= Progressive Conservative Party of Saskatchewan leadership elections =

This page shows the results of leadership elections in the Progressive Conservative Party of Saskatchewan, Canada, (known as the Conservative Party of Saskatchewan until the mid-1940s). The 1994 convention was determined by a "one member, one vote" system of balloting; all previous conventions were determined by delegated conventions.

==1905 Provincial Rights leadership convention==

(Held on August 23, 1905.)

- Frederick W. A. G. Haultain acclaimed

==1924 Conservative leadership convention==

(Held on March 25, 1924.)

- James T. M. Anderson acclaimed

==1936 Conservative leadership convention==

(Held on October 28, 1936.)

- John Diefenbaker acclaimed

==1942 Conservative leadership convention==

(Held on June 18, 1942.)

- KEOWN H.E. elected
- BURROWS, C.H.J.

(Note: The vote totals do not appear to have been announced.)
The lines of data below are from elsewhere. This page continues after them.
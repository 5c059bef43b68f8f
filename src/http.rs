//! Transport primitives for token exchanges and the profile fetch.
//!
//! The module exposes [`StrategyHttpClient`] alongside [`ResponseMetadata`] and
//! [`ResponseMetadataSlot`] so downstream crates can integrate custom HTTP clients without
//! losing the strategy's error-mapping metadata. Implementations call
//! [`ResponseMetadataSlot::take`] before dispatching a token request and
//! [`ResponseMetadataSlot::store`] once an HTTP status or retry hint is known, enabling the
//! token error mapper to classify failures with consistent metadata.

// crates.io
use oauth2::{AsyncHttpClient, HttpClientError, HttpRequest, HttpResponse};
#[cfg(feature = "reqwest")] use reqwest::header::{HeaderMap, RETRY_AFTER};
#[cfg(feature = "reqwest")] use time::format_description::well_known::Rfc2822;
// self
use crate::{_prelude::*, token::TokenSecret};

/// Boxed future returned by profile fetch implementations.
pub type ProfileFuture<E> =
	Pin<Box<dyn Future<Output = Result<ProfileResponse, E>> + 'static + Send>>;

/// Abstraction over HTTP transports serving the two outbound calls this strategy makes: the
/// OAuth token exchange (driven by the `oauth2` crate) and the single profile GET.
///
/// The trait is the strategy's only dependency on an HTTP stack. Callers provide an
/// implementation (typically behind `Arc<T>`) and the strategy requests short-lived
/// [`AsyncHttpClient`] handles that each carry a clone of a [`ResponseMetadataSlot`].
/// Implementations must be `Send + Sync + 'static` so a single strategy instance can be shared
/// across concurrent authentication attempts.
pub trait StrategyHttpClient
where
	Self: 'static + Send + Sync,
{
	/// Concrete error emitted by the underlying transport.
	type TransportError: 'static + Send + Sync + StdError;

	/// [`AsyncHttpClient`] handle tied to a [`ResponseMetadataSlot`], used for token exchanges.
	///
	/// The request future returned by [`AsyncHttpClient::call`] must be `Send` so the
	/// strategy's boxed futures inherit the same guarantee.
	type Handle: for<'c> AsyncHttpClient<
			'c,
			Error = HttpClientError<Self::TransportError>,
			Future: 'c + Send,
		>
		+ 'static
		+ Send
		+ Sync;

	/// Builds an [`AsyncHttpClient`] handle that records token endpoint outcomes in `slot`.
	///
	/// # Metadata Contract
	///
	/// - Call [`ResponseMetadataSlot::take`] before submitting the HTTP request so stale
	///   information never leaks across requests.
	/// - Once an HTTP response (successful or erroneous) provides status headers, save them with
	///   [`ResponseMetadataSlot::store`].
	fn token_handle(&self, slot: ResponseMetadataSlot) -> Self::Handle;

	/// Issues exactly one GET for the provider's "current user" endpoint.
	///
	/// The access token travels in the `Authorization` header as a bearer credential, never as
	/// a query parameter. Implementations must not retry; retry policy, if any, belongs to the
	/// transport configuration supplied by the caller.
	fn fetch_profile(&self, request: ProfileRequest) -> ProfileFuture<Self::TransportError>;
}

/// Parameters for a single profile fetch.
#[derive(Clone, Debug)]
pub struct ProfileRequest {
	/// Profile endpoint to query.
	pub url: Url,
	/// Bearer credential authorizing the request.
	pub access_token: TokenSecret,
}

/// Raw profile endpoint response prior to JSON parsing.
#[derive(Clone, Debug)]
pub struct ProfileResponse {
	/// HTTP status code of the response.
	pub status: u16,
	/// Response body as text.
	pub body: String,
}

/// Captures metadata from the most recent token endpoint response for downstream error mapping.
///
/// Additional metadata fields may be added in future releases, so downstream code should
/// construct values using field names instead of struct update syntax.
#[derive(Clone, Debug, Default)]
pub struct ResponseMetadata {
	/// HTTP status code returned by the token endpoint, if available.
	pub status: Option<u16>,
	/// Retry-After hint expressed as a relative duration.
	pub retry_after: Option<Duration>,
}

/// Thread-safe slot for sharing [`ResponseMetadata`] between transport and error layers.
///
/// The strategy creates a fresh slot for each token request and reads the captured metadata
/// immediately after `oauth2` resolves. Transport implementations borrow the slot just long
/// enough to call [`store`](ResponseMetadataSlot::store).
#[derive(Clone, Debug, Default)]
pub struct ResponseMetadataSlot(Arc<Mutex<Option<ResponseMetadata>>>);
impl ResponseMetadataSlot {
	/// Stores new metadata for the current request.
	pub fn store(&self, meta: ResponseMetadata) {
		*self.0.lock() = Some(meta);
	}

	/// Returns the captured metadata, if any, consuming it from the slot.
	pub fn take(&self) -> Option<ResponseMetadata> {
		self.0.lock().take()
	}
}

/// Thin wrapper around [`ReqwestClient`] so shared HTTP behavior lives in one place.
/// Token requests should not follow redirects, matching OAuth 2.0 guidance that token endpoints
/// return results directly instead of delegating to another URI. Configure any custom
/// [`ReqwestClient`] to disable redirect following, because the strategy passes this client into
/// the `oauth2` crate when it builds the token endpoint facade.
#[cfg(feature = "reqwest")]
#[derive(Clone, Default)]
pub struct ReqwestHttpClient(pub ReqwestClient);
#[cfg(feature = "reqwest")]
impl ReqwestHttpClient {
	/// Wraps an existing reqwest [`ReqwestClient`].
	pub fn with_client(client: ReqwestClient) -> Self {
		Self(client)
	}

	/// Builds an instrumented HTTP client that captures response metadata.
	pub(crate) fn instrumented(&self, slot: ResponseMetadataSlot) -> InstrumentedHandle {
		InstrumentedHandle::new(self.0.clone(), slot)
	}
}
#[cfg(feature = "reqwest")]
impl AsRef<ReqwestClient> for ReqwestHttpClient {
	fn as_ref(&self) -> &ReqwestClient {
		&self.0
	}
}

#[cfg(feature = "reqwest")]
/// Instrumented adapter that implements [`AsyncHttpClient`] for reqwest.
pub(crate) struct InstrumentedHttpClient {
	client: ReqwestClient,
	slot: ResponseMetadataSlot,
}
#[cfg(feature = "reqwest")]
impl InstrumentedHttpClient {
	fn new(client: ReqwestClient, slot: ResponseMetadataSlot) -> Self {
		Self { client, slot }
	}
}

#[cfg(feature = "reqwest")]
/// Public handle returned by [`ReqwestHttpClient`] that satisfies [`StrategyHttpClient`].
#[derive(Clone)]
pub struct InstrumentedHandle(Arc<InstrumentedHttpClient>);
#[cfg(feature = "reqwest")]
impl InstrumentedHandle {
	fn new(client: ReqwestClient, slot: ResponseMetadataSlot) -> Self {
		Self(Arc::new(InstrumentedHttpClient::new(client, slot)))
	}
}
#[cfg(feature = "reqwest")]
impl<'c> AsyncHttpClient<'c> for InstrumentedHandle {
	type Error = HttpClientError<ReqwestError>;
	type Future =
		Pin<Box<dyn Future<Output = Result<HttpResponse, Self::Error>> + 'c + Send + Sync>>;

	fn call(&'c self, request: HttpRequest) -> Self::Future {
		let client = Arc::clone(&self.0);

		Box::pin(async move {
			client.slot.take();

			let response = client
				.client
				.execute(request.try_into().map_err(Box::new)?)
				.await
				.map_err(Box::new)?;
			let status = response.status();
			let headers = response.headers().to_owned();
			let retry_after = parse_retry_after(&headers);

			client.slot.store(ResponseMetadata { status: Some(status.as_u16()), retry_after });

			let mut response_new =
				HttpResponse::new(response.bytes().await.map_err(Box::new)?.to_vec());

			*response_new.status_mut() = status;
			*response_new.headers_mut() = headers;

			Ok(response_new)
		})
	}
}
#[cfg(feature = "reqwest")]
impl StrategyHttpClient for ReqwestHttpClient {
	type Handle = InstrumentedHandle;
	type TransportError = ReqwestError;

	fn token_handle(&self, slot: ResponseMetadataSlot) -> Self::Handle {
		self.instrumented(slot)
	}

	fn fetch_profile(&self, request: ProfileRequest) -> ProfileFuture<Self::TransportError> {
		let client = self.0.clone();

		Box::pin(async move {
			let response = client
				.get(request.url)
				.bearer_auth(request.access_token.expose())
				.send()
				.await?;
			let status = response.status().as_u16();
			let body = response.text().await?;

			Ok(ProfileResponse { status, body })
		})
	}
}

#[cfg(feature = "reqwest")]
fn parse_retry_after(headers: &HeaderMap) -> Option<Duration> {
	let value = headers.get(RETRY_AFTER)?;
	let raw = value.to_str().ok()?.trim();

	if let Ok(secs) = raw.parse::<u64>() {
		return Some(Duration::seconds(secs as i64));
	}
	if let Ok(moment) = OffsetDateTime::parse(raw, &Rfc2822) {
		let delta = moment - OffsetDateTime::now_utc();

		if delta.is_positive() {
			return Some(delta);
		}
	}

	None
}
==1944 Progressive Conservative leadership convention==

(Held on February 15, 1944.)

- Rupert Ramsay acclaimed

==1949 Progressive Conservative leadership convention==

(Held on October 12, 1949.)

- Alvin Hamilton
- HUDSON, Ed

(Note: The vote totals were not announced, although Hamilton is believed to have won in a landslide.)

==1958 Progressive Conservative leadership convention==

(Held on October 28, 1958).

First ballot:

- Martin Pederson 369
- Gib Eamer 283
- M.A. Sandy MacPherson 238

Second ballot:

- Martin Pederson 536
- Gib Eamer 313

==1970 Progressive Conservative leadership convention==

(Held on February 28, 1970.)

- Ed Nasserden
- Martin Clary

(Note: The vote totals were not released. 250 votes were cast, in total.)

==1973 Progressive Conservative leadership convention==

(Held on March 18, 1973.)

- Dick Collver
- Roy Bailey

(Note: The vote totals were not released, and there were wildly conflicting unofficial reports as to the size of Collver's victory (ranging from 67% ballot support to a mere 16-vote difference). A total of 495 ballots were cast in total.)

==1979 Progressive Conservative leadership convention==

(Held on November 9, 1979.)

- Grant Devine 418
- Graham Taylor 201
- Paul Emile Rousseau 74

==1994 Progressive Conservative leadership convention==

A leadership election was held on Saturday, November 19, 1994, to elect a replacement for party leader Grant Devine. The election was held by computerized telephone, with the system being developed by the Maritime Telegraph and Telephone Company. Farmer and legislative freshman Bill Boyd won the leadership election against attorney and former cabinet minister Grant Schmidt with 60% of the vote on a platform of restoring the party's right-wing values and condemning the previous leader Devine's government.

Boyd received endorsements from five of the nine other Progressive Conservative MLAs (John Edwin Britton, Dan D'Autremont, Jack Goohsen, Harold Martens, and William Neudorf), three did not disclose their support (Gerald Muirhead, Richard Swenson, and former Premier Grant Devine), and Don Toth was undecided as of November 18.

===Results===

| Candidate | Votes | % |
|---|---|---|
| Bill Boyd | 1,985 | 60.17% |
| Grant Schmidt | 1,313 | 39.81% |
| Total | 3,298 | 100.00% |

36.05% of the party's 9,146 members participated in the election.

===Aftermath===
At the next general election in 1995, the Progressive Conservatives won 17.92% of the vote, cutting their seat count down to just five, losing its status as the Official Opposition to the Liberals. Boyd himself won a majority of 2,042 in his riding of Kindersley. This was the last leadership election before the formation of the modern Saskatchewan Party.